Along with all these modifications in the different forms of horses, the size of the skull also increased in a progressive order with the teeth organization. The fossilized stages of horse evolution show these gradual developments as evidence in favour of biological evolution. Therefore, the evolution of horses supports the theory of descent with modification and this comes from the study of fossils.

The Missing Link as Evidence in Favour of Biological Evolution from Palaeontology
Missing link represents the organism that no longer exists on the earth but contained the features of two groups of organisms having different statuses in the living world. They are also regarded as transitional fossils. Among the animals Archaeopteryx and among plants Runcaria are recognized as missing links. As the organisms belonging to the missing link contain the features of two distinct and different groups of organisms, they may be taken as proof of evolution.

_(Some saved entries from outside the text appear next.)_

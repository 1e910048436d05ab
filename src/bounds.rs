//! Bound Analyzer: necessary-condition feasibility checks that run in
//! near-linear time, before any assignment model is built.
//!
//! Only two findings make a run infeasible: aggregate faculty capacity below
//! the session count, and a course with demand but no eligible faculty or no
//! eligible room. A room that cannot seat a group taking the course is not
//! eligible for that group's sessions. Everything else is advisory.

use log::{info, warn};
use serde::{Deserialize, Serialize};

use crate::context::Context;
use crate::data::Session;
use crate::eligibility::{eligible_faculty, eligible_rooms, rooms_seating};
use crate::sessions::course_demand;

#[derive(Debug, Clone, PartialEq, Eq, Deserialize, Serialize)]
pub struct BoundAnalysis {
    pub feasible: bool,
    pub warnings: Vec<String>,
}

pub fn analyze_bounds(context: &Context, sessions: &[Session]) -> BoundAnalysis {
    let mut feasible = true;
    let mut warnings = Vec::new();

    // 1. aggregate capacity
    let total_sessions = sessions.len() as u64;
    let total_capacity: u64 = context
        .faculty
        .iter()
        .map(|f| u64::from(f.max_hours_per_week))
        .sum();
    if total_sessions > total_capacity {
        feasible = false;
        warnings.push(format!(
            "Capacity shortage: {} sessions need {} hours/week but faculty provide at most {} (short by {} hours)",
            total_sessions,
            total_sessions,
            total_capacity,
            total_sessions - total_capacity
        ));
    }

    // 2. per-course eligibility
    let mut courses: Vec<_> = context.courses.iter().collect();
    courses.sort_by(|a, b| a.code.cmp(&b.code));
    let mut groups: Vec<_> = context.student_groups.iter().collect();
    groups.sort_by_key(|g| g.id);
    for course in courses {
        let demand = course_demand(context, course.hours_per_week);
        if eligible_faculty(course, &context.faculty, &context.faculty_expertise).is_empty() {
            if demand > 0 {
                feasible = false;
            }
            warnings.push(format!(
                "Course {} has no eligible faculty ({} sessions demanded)",
                course.code, demand
            ));
        }
        if eligible_rooms(course, &context.rooms, &context.room_capabilities).is_empty() {
            if demand > 0 {
                feasible = false;
            }
            warnings.push(format!(
                "Course {} has no eligible room ({} sessions demanded)",
                course.code, demand
            ));
        } else if course.hours_per_week > 0 {
            for group in &groups {
                let seated = rooms_seating(
                    course,
                    group.total_students,
                    &context.rooms,
                    &context.room_capabilities,
                );
                if seated.is_empty() {
                    feasible = false;
                    warnings.push(format!(
                        "Course {} has no eligible room seating group {} ({} students, {} sessions demanded)",
                        course.code, group.name, group.total_students, course.hours_per_week
                    ));
                }
            }
        }
    }

    // 3. per-faculty availability
    for member in &context.faculty {
        let available = context.available_slot_count(member.id) as u64;
        let min = u64::from(member.min_hours_per_week);
        if available == 0 && min > 0 {
            warnings.push(format!(
                "Faculty {} ({}) has no available time slots but requires at least {} hours/week",
                member.id, member.name, min
            ));
        } else if available < min {
            warnings.push(format!(
                "Faculty {} ({}) has only {} available time slots, below the minimum of {} hours/week",
                member.id, member.name, available, min
            ));
        }
    }

    // 4. min/max consistency
    for member in &context.faculty {
        if member.min_hours_per_week > member.max_hours_per_week {
            warnings.push(format!(
                "Faculty {} ({}) has min_hours_per_week {} greater than max_hours_per_week {}",
                member.id, member.name, member.min_hours_per_week, member.max_hours_per_week
            ));
        }
    }

    // 5. minimum load exceeds demand
    let total_minimum: u64 = context
        .faculty
        .iter()
        .map(|f| u64::from(f.min_hours_per_week))
        .sum();
    if total_minimum > total_sessions {
        warnings.push(format!(
            "Faculty minimums total {} hours/week but only {} sessions exist; some minimums cannot be met",
            total_minimum, total_sessions
        ));
    }

    if feasible {
        info!("Bound analysis passed with {} warning(s)", warnings.len());
    } else {
        warn!("Bound analysis failed: {}", warnings.join("; "));
    }
    BoundAnalysis { feasible, warnings }
}

#[cfg(test)]
mod tests {
    use super::*;
    use crate::sessions::expand_sessions;
    use crate::store::SnapshotDocument;

    fn run(doc: SnapshotDocument) -> BoundAnalysis {
        let context = Context::load(&doc).unwrap();
        let sessions = expand_sessions(&context);
        analyze_bounds(&context, &sessions)
    }

    fn three_course_scenario() -> SnapshotDocument {
        SnapshotDocument::default()
            .with_course(1, "C1", 2)
            .with_course(2, "C2", 2)
            .with_course(3, "C3", 2)
            .with_group(1, "G", 30)
            .with_faculty(1, "F1", 0, 4)
            .with_faculty(2, "F2", 0, 4)
            .with_day(0, 1, 4)
            .with_room(1, 40, &[])
            .with_room(2, 40, &[])
            .with_full_availability()
    }

    #[test]
    fn sufficient_capacity_and_eligibility_is_feasible() {
        let analysis = run(three_course_scenario());
        assert!(analysis.feasible);
        assert!(analysis.warnings.is_empty(), "{:?}", analysis.warnings);
    }

    #[test]
    fn capacity_shortage_cites_deficit() {
        let doc = SnapshotDocument::default()
            .with_course(1, "C1", 5)
            .with_group(1, "G", 30)
            .with_faculty(1, "F1", 0, 2)
            .with_day(0, 1, 8)
            .with_room(1, 40, &[])
            .with_full_availability();
        let analysis = run(doc);
        assert!(!analysis.feasible);
        assert!(analysis.warnings[0].contains("short by 3 hours"));
    }

    #[test]
    fn course_without_expert_is_named() {
        let doc = three_course_scenario()
            .with_expertise(1, "C1,C2")
            .with_expertise(2, "C1");
        let analysis = run(doc);
        assert!(!analysis.feasible);
        assert!(
            analysis
                .warnings
                .iter()
                .any(|w| w.contains("C3") && w.contains("no eligible faculty"))
        );
    }

    #[test]
    fn course_without_demand_does_not_block() {
        let doc = three_course_scenario()
            .with_tagged_course(4, "C4", 0, &["telescope"]);
        let analysis = run(doc);
        assert!(analysis.feasible);
        assert!(analysis.warnings.iter().any(|w| w.contains("C4") && w.contains("no eligible room")));
    }

    #[test]
    fn group_too_large_for_every_room_blocks() {
        let doc = SnapshotDocument::default()
            .with_course(1, "C1", 2)
            .with_group(1, "Big", 80)
            .with_faculty(1, "F1", 0, 4)
            .with_day(0, 1, 4)
            .with_room(1, 40, &[])
            .with_full_availability();
        let analysis = run(doc);
        assert!(!analysis.feasible);
        assert_eq!(analysis.warnings.len(), 1);
        assert!(analysis.warnings[0].contains("C1"));
        assert!(analysis.warnings[0].contains("seating group Big (80 students"));
    }

    #[test]
    fn only_the_unseatable_group_is_named() {
        let doc = three_course_scenario()
            .with_group(2, "Huge", 50)
            .with_room(3, 60, &[])
            .with_faculty(3, "F3", 0, 10)
            .with_tagged_course(4, "L1", 1, &["lab"])
            .with_room(4, 25, &["lab"]);
        let analysis = run(doc);
        assert!(!analysis.feasible);
        let seating: Vec<&String> = analysis
            .warnings
            .iter()
            .filter(|w| w.contains("seating group"))
            .collect();
        assert_eq!(seating.len(), 2, "{seating:?}");
        assert!(seating.iter().all(|w| w.contains("L1")));
        assert!(seating.iter().any(|w| w.contains("group G (30")));
        assert!(seating.iter().any(|w| w.contains("group Huge (50")));
    }

    #[test]
    fn availability_and_min_max_defects_are_advisory() {
        let doc = three_course_scenario()
            .with_faculty(3, "Idle", 2, 1)
            .with_faculty(4, "Sparse", 3, 6)
            .with_availability(4, &[1]);
        let analysis = run(doc);
        assert!(analysis.feasible);
        assert!(analysis.warnings.iter().any(|w| w.contains("Faculty 3") && w.contains("no available time slots")));
        assert!(analysis.warnings.iter().any(|w| w.contains("Faculty 3") && w.contains("greater than")));
        assert!(analysis.warnings.iter().any(|w| w.contains("Faculty 4") && w.contains("only 1 available")));
    }

    #[test]
    fn excess_minimums_are_advisory() {
        let doc = three_course_scenario().with_faculty(3, "Big", 10, 10);
        let analysis = run(doc);
        assert!(analysis.feasible);
        assert!(analysis.warnings.iter().any(|w| w.contains("minimums total 10")));
    }
}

Archaeopteryx: Archaeopteryx is a fossilized animal identical in many respects to birds. The first fossil of Archaeopteryx was discovered in Bavaria of Germany in 1861 by Andreas Wagner. Subsequently, 10 other fossils of this animal could be discovered. This animal could belong to the Therapsid group of Dinosaur and the animal has been named Archaeopteryx lithographica. Archaeopteryx (about 1.6 feet long) was much identical to a bird, but it contained many features as found in reptiles and therefore, Archaeopteryx may be taken as a link between birds and reptiles. Hence, Archaeopteryx has been a befitting proof in favour of the concept that birds may have originated from reptiles.

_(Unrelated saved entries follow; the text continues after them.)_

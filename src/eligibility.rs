//! Eligibility Resolver: which faculty and rooms may serve a course.
//!
//! Both queries preserve input order and return an empty vector when nothing
//! qualifies. An empty result is a diagnostic signal, not an error.

use std::collections::{BTreeSet, HashMap};

use crate::data::{Course, Expertise, Faculty, FacultyId, Room, RoomId};

/// Faculty whose expertise covers the course, plus every generalist.
/// Faculty missing from `expertise_index` count as generalists.
pub fn eligible_faculty<'a>(
    course: &Course,
    faculty: &'a [Faculty],
    expertise_index: &HashMap<FacultyId, Expertise>,
) -> Vec<&'a Faculty> {
    faculty
        .iter()
        .filter(|member| {
            expertise_index
                .get(&member.id)
                .is_none_or(|expertise| expertise.covers(&course.code))
        })
        .collect()
}

/// Rooms large enough for the course whose capability tags meet its required tags.
pub fn eligible_rooms<'a>(
    course: &Course,
    rooms: &'a [Room],
    room_capabilities: &HashMap<RoomId, BTreeSet<String>>,
) -> Vec<&'a Room> {
    rooms_seating(course, 0, rooms, room_capabilities)
}

/// [`eligible_rooms`] narrowed to rooms that also seat `seats` students.
pub fn rooms_seating<'a>(
    course: &Course,
    seats: u32,
    rooms: &'a [Room],
    room_capabilities: &HashMap<RoomId, BTreeSet<String>>,
) -> Vec<&'a Room> {
    let needed = course.min_room_capacity.max(seats);
    rooms
        .iter()
        .filter(|room| room.capacity >= needed)
        .filter(|room| {
            course.required_tags.is_empty()
                || room_capabilities
                    .get(&room.id)
                    .is_some_and(|tags| !tags.is_disjoint(&course.required_tags))
        })
        .collect()
}

#[cfg(test)]
mod tests {
    use super::*;
    use crate::context::Context;
    use crate::store::SnapshotDocument;

    fn context() -> Context {
        let doc = SnapshotDocument::default()
            .with_course(1, "CS101", 2)
            .with_tagged_course(2, "CH200", 2, &["Lab"])
            .with_faculty(10, "Specialist", 0, 4)
            .with_faculty(11, "Generalist", 0, 4)
            .with_faculty(12, "Other", 0, 4)
            .with_expertise(10, "CS101")
            .with_expertise(12, "MA201")
            .with_room(100, 40, &[])
            .with_room(101, 20, &["lab", "projector"])
            .with_room(102, 60, &["projector"])
            .with_day(0, 1, 2);
        Context::load(&doc).unwrap()
    }

    #[test]
    fn specialists_and_generalists_in_input_order() {
        let context = context();
        let course = &context.course_by_id[&1];
        let ids: Vec<u32> =
            eligible_faculty(course, &context.faculty, &context.faculty_expertise)
                .iter()
                .map(|f| f.id)
                .collect();
        assert_eq!(ids, vec![10, 11]);
    }

    #[test]
    fn no_expert_and_no_generalist_is_empty() {
        let context = context();
        let course = &context.course_by_id[&2];
        let specialists: Vec<Faculty> = context
            .faculty
            .iter()
            .filter(|f| f.id != 11)
            .cloned()
            .collect();
        assert!(eligible_faculty(course, &specialists, &context.faculty_expertise).is_empty());
    }

    #[test]
    fn untagged_course_takes_any_room_with_capacity() {
        let mut context = context();
        let ids: Vec<u32> = eligible_rooms(
            &context.course_by_id[&1],
            &context.rooms,
            &context.room_capabilities,
        )
        .iter()
        .map(|r| r.id)
        .collect();
        assert_eq!(ids, vec![100, 101, 102]);

        let course = context.course_by_id.get_mut(&1).unwrap();
        course.min_room_capacity = 50;
        let course = course.clone();
        let ids: Vec<u32> = eligible_rooms(&course, &context.rooms, &context.room_capabilities)
            .iter()
            .map(|r| r.id)
            .collect();
        assert_eq!(ids, vec![102]);
    }

    #[test]
    fn seat_count_narrows_eligible_rooms() {
        let context = context();
        let course = &context.course_by_id[&1];
        let seat = |seats| -> Vec<u32> {
            rooms_seating(course, seats, &context.rooms, &context.room_capabilities)
                .iter()
                .map(|r| r.id)
                .collect()
        };
        assert_eq!(seat(20), vec![100, 101, 102]);
        assert_eq!(seat(40), vec![100, 102]);
        assert_eq!(seat(61), Vec::<u32>::new());

        let lab = &context.course_by_id[&2];
        assert!(rooms_seating(lab, 25, &context.rooms, &context.room_capabilities).is_empty());
    }

    #[test]
    fn tagged_course_needs_intersecting_capability() {
        let context = context();
        let ids: Vec<u32> = eligible_rooms(
            &context.course_by_id[&2],
            &context.rooms,
            &context.room_capabilities,
        )
        .iter()
        .map(|r| r.id)
        .collect();
        assert_eq!(ids, vec![101]);
    }
}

Archaeopteryx lived in the late Jurassic around 150 million years ago. It had more in common with other small Mesozoic dinosaurs than with modern birds. According to Palenological Archaeopteryx is a transitional fossil between dinosaurs and modem birds. Archeopterise has since become central to the understanding of evolution. In this regard, a consideration on reptilian and avian features of Archaeopteryx appears to be worthy of discussion.

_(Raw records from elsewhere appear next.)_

use log::error;
use timetable_engine::{GeneratorConfig, server};

#[tokio::main]
async fn main() {
    env_logger::Builder::from_env(env_logger::Env::default().default_filter_or("info")).init();

    let config = match std::env::var("TIMETABLE_CONFIG") {
        Ok(path) => match GeneratorConfig::from_json_file(&path) {
            Ok(config) => config,
            Err(e) => {
                error!("{e}");
                std::process::exit(2);
            }
        },
        Err(_) => GeneratorConfig::default(),
    };
    let addr = std::env::var("TIMETABLE_BIND").unwrap_or_else(|_| "127.0.0.1:8080".to_string());

    if let Err(e) = server::run_server(&addr, config).await {
        error!("server stopped: {e}");
        std::process::exit(1);
    }
}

Reptilian Features of Archaeopteryx	Avian Features of Archaeopteryx
1. Presence of homodont teeth on the jaws.	1. Presence of feathers over the body.
2. Presence of claws on the digits.	2. Ovai skull with firmly attached skull bones.
3. Presence of long tail supported internally by free caudal vertebrae.	3. Conversion of forelimbs into wings.
4. Presence of rigid sternum.	4. Presence of three digits on the fore limb.
	5. Presence of four digits on the hind limb.
	6. Presence of furcula or wishbone.

In consideration of the above-mentioned characters ‘the origin of birds from the reptiles cannot be considered as illogical. Based on this probably Julian Huxley advocated that ‘Birds are glorified reptiles’.

Connecting Link
Connecting links may be defined as living organisms that possess the characteristics of two different groups.
Examples:
Peripatus – Connecting link between arthropods and annelids.

Duck-Billed Platypus (Egg laying mammals) – Connecting link between reptiles and mammals.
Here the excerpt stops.